President Trump signed proclamations on Feb. 10, 2025, imposing 25% tariffs on steel and 25% tariffs on aluminum from the EU and other trading partners, ending all exemptions. The tariffs took effect Mar. 12, 2025.
The proclamations eliminated exemptions previously granted to the EU, Canada, Mexico, Japan, UK, Australia, South Korea, Argentina, Brazil, and Ukraine under Section 232 of the Trade Expansion Act.
Trump applied strict 'melted and poured' standards to prevent tariff evasion through third countries and expanded tariffs to include derivative products containing steel or aluminum content.

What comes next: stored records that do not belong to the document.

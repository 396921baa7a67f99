//! Slash commands.

use crate::{
    bot::Data,
    error::{BotError, Result},
    gateway::DiscordGateway,
};

/// Context type for chatbot commands.
type Context<'a> = poise::Context<'a, Data, BotError>;

/// Forget the conversation in this channel or thread.
#[poise::command(slash_command)]
pub async fn reset(ctx: Context<'_>) -> Result<()> {
    let chatbot = &ctx.data().chatbot;
    let channel_id = ctx.channel_id();
    let policy = chatbot.settings().scope_policy;
    let in_thread = policy.needs_thread_lookup()
        && DiscordGateway::new(ctx.serenity_context())
            .is_thread(channel_id)
            .await;

    let scope = policy.scope_for(
        channel_id.get(),
        ctx.author().id.get(),
        in_thread,
    );
    let notice = chatbot.reset(&ctx.author().name, scope).await;

    ctx.say(notice).await?;
    Ok(())
}

/// Get available chatbot commands.
#[must_use]
pub fn chat_commands() -> Vec<poise::Command<Data, BotError>> {
    vec![reset()]
}
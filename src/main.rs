use std::process::ExitCode;

use log::{error, info};

/// Used when `RUST_LOG` is unset; sqlx logs every statement at info.
const DEFAULT_LOG_FILTER: &str = "ollabot=info,serenity=warn,sqlx=warn";

#[tokio::main]
async fn main() -> ExitCode {
    env_logger::Builder::from_env(env_logger::Env::default().default_filter_or(DEFAULT_LOG_FILTER))
        .format_timestamp_millis()
        .init();
    info!("ollabot {} starting", env!("CARGO_PKG_VERSION"));

    if let Err(e) = ollabot::run().await {
        error!("ollabot stopped with an error: {e}");
        return ExitCode::FAILURE;
    }

    info!("ollabot stopped");
    ExitCode::SUCCESS
}
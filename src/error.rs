//! Error types for the synchronization core
//!
//! Transport and codec failures are per-listener: the hub recovers from them by
//! dropping the offending listener. Only [`SyncError::HubClosed`] means the
//! shared hub itself is gone.

use std::fmt;
use std::time::Duration;

/// Boxed error from the underlying socket implementation.
pub type TransportError = Box<dyn std::error::Error + Send + Sync>;

#[derive(Debug)]
pub enum SyncError {
    /// Inbound frame was not a valid sync record
    Decode(serde_json::Error),
    /// Outbound event could not be serialized
    Encode(serde_json::Error),
    /// Read or write on a listener stream failed
    Transport(TransportError),
    /// A write did not complete within the configured limit
    WriteTimeout(Duration),
    /// The hub task has stopped; nothing can be submitted any more
    HubClosed,
}

impl SyncError {
    pub fn transport(err: impl Into<TransportError>) -> Self {
        SyncError::Transport(err.into())
    }
}

impl fmt::Display for SyncError {
    fn fmt(&self, f: &mut fmt::Formatter<'_>) -> fmt::Result {
        match self {
            SyncError::Decode(e) => write!(f, "malformed sync message: {}", e),
            SyncError::Encode(e) => write!(f, "failed to encode sync message: {}", e),
            SyncError::Transport(e) => write!(f, "listener transport error: {}", e),
            SyncError::WriteTimeout(limit) => {
                write!(f, "listener write timed out after {:?}", limit)
            }
            SyncError::HubClosed => write!(f, "broadcast hub is closed"),
        }
    }
}

impl std::error::Error for SyncError {
    fn source(&self) -> Option<&(dyn std::error::Error + 'static)> {
        match self {
            SyncError::Decode(e) | SyncError::Encode(e) => Some(e),
            SyncError::Transport(e) => Some(e.as_ref()),
            SyncError::WriteTimeout(_) | SyncError::HubClosed => None,
        }
    }
}

#[cfg(test)]
mod tests {
    use super::*;

    #[test]
    fn test_display() {
        let err = SyncError::transport(std::io::Error::new(
            std::io::ErrorKind::BrokenPipe,
            "peer went away",
        ));
        assert_eq!(err.to_string(), "listener transport error: peer went away");

        let err = SyncError::WriteTimeout(Duration::from_millis(250));
        assert_eq!(err.to_string(), "listener write timed out after 250ms");
    }

    #[test]
    fn test_source() {
        use std::error::Error as _;

        let decode = serde_json::from_str::<serde_json::Value>("{").unwrap_err();
        assert!(SyncError::Decode(decode).source().is_some());
        assert!(SyncError::HubClosed.source().is_none());
    }
}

The EU announced €26 billion in countermeasures: €8 billion from reinstating suspended 2018/2020 measures plus €18 billion in new tariffs on US products including bourbon, motorcycles, agricultural goods, textiles, and household products.
EU countermeasures ranged from 10-25% on various US exports and took effect in phases starting Apr. 1, 2025, after a two-week stakeholder consultation period.
On Jun. 4, 2025, Trump doubled the steel and aluminum tariffs to 50% for all countries except the UK, which remained at 25% pending trade deal negotiations.
The tariffs affected approximately €26 billion worth of EU exports to the US, representing about 5% of total EU goods exports to America.